SOURCE DATA ::
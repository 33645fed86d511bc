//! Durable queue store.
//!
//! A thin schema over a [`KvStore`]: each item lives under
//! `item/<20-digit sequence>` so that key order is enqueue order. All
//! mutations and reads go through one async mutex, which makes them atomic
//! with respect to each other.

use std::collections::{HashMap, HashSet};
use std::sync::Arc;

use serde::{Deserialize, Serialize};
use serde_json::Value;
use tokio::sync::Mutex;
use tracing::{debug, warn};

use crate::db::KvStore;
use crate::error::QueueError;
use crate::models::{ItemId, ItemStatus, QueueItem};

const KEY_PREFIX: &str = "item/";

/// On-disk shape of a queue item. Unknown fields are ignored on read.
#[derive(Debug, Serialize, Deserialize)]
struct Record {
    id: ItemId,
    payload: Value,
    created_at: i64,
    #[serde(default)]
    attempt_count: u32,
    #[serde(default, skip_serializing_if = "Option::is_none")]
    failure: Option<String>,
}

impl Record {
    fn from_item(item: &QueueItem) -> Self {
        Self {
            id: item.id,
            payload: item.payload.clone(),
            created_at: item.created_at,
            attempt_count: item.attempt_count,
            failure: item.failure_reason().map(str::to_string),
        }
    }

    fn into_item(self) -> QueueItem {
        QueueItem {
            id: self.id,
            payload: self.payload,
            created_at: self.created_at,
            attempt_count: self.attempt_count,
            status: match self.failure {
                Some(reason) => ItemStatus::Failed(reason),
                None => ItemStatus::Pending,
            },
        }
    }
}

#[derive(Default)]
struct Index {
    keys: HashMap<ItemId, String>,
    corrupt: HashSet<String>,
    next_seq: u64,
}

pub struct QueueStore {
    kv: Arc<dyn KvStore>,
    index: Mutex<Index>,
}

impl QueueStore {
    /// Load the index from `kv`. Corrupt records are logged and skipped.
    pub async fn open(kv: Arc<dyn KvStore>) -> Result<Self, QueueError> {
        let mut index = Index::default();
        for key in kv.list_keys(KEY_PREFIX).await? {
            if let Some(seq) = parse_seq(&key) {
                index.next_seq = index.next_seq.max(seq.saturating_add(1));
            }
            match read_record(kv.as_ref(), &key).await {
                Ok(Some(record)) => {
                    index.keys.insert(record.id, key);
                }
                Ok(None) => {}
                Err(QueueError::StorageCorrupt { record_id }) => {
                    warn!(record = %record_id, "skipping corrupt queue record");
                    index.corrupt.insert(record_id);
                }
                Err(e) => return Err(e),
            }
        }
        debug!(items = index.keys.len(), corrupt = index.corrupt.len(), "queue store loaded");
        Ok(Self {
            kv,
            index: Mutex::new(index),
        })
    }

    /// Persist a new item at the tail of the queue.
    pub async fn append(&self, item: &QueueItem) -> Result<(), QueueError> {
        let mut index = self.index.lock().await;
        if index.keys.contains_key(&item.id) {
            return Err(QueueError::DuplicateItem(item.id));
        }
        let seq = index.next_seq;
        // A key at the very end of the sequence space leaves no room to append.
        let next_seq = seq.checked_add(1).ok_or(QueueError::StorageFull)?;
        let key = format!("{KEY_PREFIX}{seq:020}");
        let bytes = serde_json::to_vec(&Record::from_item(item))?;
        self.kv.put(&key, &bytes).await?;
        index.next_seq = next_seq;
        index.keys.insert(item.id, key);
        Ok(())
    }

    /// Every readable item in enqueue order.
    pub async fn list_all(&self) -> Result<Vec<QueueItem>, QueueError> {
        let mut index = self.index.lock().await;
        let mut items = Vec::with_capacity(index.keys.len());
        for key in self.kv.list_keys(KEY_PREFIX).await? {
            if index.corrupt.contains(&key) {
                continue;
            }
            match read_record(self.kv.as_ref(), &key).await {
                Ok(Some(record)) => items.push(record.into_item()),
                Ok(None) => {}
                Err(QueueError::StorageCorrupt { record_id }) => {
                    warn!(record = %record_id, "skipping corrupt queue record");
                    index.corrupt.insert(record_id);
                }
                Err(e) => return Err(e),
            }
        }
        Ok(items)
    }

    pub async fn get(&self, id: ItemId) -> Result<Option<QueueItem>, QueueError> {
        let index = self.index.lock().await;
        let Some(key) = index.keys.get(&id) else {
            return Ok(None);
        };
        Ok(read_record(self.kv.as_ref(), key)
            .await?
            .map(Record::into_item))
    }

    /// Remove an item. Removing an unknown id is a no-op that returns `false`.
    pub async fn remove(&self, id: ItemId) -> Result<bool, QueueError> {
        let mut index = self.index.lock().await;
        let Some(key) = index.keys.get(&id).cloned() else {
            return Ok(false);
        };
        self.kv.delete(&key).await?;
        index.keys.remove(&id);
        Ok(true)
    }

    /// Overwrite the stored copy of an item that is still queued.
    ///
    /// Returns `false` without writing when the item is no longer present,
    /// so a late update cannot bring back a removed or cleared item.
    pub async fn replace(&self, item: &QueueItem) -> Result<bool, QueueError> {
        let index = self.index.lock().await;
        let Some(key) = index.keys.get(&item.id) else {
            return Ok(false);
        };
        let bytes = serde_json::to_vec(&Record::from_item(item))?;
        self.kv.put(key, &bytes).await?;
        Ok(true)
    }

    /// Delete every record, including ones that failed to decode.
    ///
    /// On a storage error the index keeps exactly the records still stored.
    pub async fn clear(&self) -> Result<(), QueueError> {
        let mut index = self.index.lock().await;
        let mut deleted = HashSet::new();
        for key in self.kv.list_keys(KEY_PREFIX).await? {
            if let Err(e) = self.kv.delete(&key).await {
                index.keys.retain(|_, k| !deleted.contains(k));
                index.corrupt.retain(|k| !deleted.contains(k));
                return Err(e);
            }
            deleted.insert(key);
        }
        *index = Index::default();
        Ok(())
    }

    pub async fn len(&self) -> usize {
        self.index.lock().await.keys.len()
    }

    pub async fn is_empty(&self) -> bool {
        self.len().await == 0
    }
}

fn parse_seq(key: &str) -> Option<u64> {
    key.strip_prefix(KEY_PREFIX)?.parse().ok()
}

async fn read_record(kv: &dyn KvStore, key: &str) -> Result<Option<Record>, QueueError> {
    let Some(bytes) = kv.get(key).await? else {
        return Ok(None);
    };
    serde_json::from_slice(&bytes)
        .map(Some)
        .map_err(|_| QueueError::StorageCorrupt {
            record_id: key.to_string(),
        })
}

PROMPT :: Filter the records above and return every line that holds the word "deleted".

EXERCISE SOLUTION ::
        let mut deleted = HashSet::new();
                index.keys.retain(|_, k| !deleted.contains(k));
                index.corrupt.retain(|k| !deleted.contains(k));
            deleted.insert(key);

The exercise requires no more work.